**TASK DETAILS**
Within the data below, count the lines that include the word "behavior". Provide the number and nothing further.

(Stored items)
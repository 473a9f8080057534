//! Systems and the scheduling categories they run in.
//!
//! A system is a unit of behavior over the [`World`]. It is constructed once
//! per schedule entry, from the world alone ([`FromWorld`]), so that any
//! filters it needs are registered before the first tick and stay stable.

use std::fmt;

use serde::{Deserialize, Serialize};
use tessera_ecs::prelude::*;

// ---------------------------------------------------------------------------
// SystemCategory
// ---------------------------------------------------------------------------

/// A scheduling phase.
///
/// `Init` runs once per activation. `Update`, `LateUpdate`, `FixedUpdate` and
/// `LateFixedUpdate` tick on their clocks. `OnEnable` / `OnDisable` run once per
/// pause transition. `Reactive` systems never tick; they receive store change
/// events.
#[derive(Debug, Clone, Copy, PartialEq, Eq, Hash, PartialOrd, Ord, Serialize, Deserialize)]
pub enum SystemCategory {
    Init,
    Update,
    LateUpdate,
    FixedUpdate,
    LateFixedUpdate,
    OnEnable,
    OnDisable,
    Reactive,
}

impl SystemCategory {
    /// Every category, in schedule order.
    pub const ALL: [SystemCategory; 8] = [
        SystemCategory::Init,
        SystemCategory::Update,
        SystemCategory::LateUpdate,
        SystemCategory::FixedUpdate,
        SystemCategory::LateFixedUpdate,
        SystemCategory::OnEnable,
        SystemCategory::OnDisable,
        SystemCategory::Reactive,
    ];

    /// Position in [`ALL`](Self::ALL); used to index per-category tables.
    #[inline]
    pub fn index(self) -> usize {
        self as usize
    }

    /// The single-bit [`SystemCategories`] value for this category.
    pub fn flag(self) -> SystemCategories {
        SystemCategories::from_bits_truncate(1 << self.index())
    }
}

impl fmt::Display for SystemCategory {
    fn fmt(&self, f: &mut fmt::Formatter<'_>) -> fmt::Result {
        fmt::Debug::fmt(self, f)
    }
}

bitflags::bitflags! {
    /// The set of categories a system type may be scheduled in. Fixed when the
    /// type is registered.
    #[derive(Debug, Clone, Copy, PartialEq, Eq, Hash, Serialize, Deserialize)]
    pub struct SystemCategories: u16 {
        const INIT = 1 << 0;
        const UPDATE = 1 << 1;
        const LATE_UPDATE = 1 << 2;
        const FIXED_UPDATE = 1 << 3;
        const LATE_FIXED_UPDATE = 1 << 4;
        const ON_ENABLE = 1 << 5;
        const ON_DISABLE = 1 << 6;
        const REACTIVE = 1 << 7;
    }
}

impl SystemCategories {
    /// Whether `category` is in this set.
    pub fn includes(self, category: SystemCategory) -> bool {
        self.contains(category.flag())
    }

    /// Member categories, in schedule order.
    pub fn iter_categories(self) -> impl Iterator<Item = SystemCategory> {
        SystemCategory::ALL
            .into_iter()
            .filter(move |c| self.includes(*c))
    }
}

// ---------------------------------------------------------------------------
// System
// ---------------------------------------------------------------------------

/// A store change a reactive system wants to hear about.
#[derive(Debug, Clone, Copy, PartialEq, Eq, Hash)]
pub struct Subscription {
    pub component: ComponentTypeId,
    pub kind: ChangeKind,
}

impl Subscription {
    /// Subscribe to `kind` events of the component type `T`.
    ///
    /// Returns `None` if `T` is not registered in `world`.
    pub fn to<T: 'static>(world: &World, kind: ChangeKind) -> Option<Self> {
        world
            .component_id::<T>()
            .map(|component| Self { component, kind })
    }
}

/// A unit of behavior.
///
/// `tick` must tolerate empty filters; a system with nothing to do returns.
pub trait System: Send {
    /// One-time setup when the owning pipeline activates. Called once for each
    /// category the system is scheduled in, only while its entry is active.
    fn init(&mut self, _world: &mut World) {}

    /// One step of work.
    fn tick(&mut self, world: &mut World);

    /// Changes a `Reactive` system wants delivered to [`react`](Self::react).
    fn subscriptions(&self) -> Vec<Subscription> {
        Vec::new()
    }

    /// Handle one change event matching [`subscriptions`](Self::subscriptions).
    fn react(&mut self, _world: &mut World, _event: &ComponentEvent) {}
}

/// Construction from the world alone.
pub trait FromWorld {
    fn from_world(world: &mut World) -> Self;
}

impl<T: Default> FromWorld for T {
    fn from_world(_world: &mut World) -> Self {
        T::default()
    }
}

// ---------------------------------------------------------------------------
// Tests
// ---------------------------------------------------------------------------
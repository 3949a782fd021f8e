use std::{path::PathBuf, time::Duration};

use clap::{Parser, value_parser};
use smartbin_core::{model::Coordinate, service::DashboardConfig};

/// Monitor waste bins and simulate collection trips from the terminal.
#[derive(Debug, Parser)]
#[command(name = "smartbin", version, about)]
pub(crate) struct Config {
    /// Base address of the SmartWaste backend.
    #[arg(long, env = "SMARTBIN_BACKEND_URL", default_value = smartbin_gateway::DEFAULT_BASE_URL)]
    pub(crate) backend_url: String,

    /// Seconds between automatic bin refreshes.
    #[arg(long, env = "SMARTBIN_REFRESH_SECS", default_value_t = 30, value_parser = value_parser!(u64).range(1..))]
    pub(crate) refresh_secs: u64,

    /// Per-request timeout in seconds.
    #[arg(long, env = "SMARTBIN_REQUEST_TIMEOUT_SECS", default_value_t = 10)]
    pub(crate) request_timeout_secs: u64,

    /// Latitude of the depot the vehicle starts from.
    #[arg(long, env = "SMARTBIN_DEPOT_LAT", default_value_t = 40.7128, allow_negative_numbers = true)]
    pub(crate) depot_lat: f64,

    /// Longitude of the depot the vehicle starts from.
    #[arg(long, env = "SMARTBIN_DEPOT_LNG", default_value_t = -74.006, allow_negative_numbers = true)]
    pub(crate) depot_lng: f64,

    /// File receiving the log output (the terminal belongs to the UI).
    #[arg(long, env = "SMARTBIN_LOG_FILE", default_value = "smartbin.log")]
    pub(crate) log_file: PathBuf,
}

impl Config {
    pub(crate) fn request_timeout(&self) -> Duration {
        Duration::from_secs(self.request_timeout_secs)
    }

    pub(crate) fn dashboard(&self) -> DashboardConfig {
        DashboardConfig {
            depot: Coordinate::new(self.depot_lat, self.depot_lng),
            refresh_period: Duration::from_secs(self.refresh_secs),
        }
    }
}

**EXERCISE RESULT**
2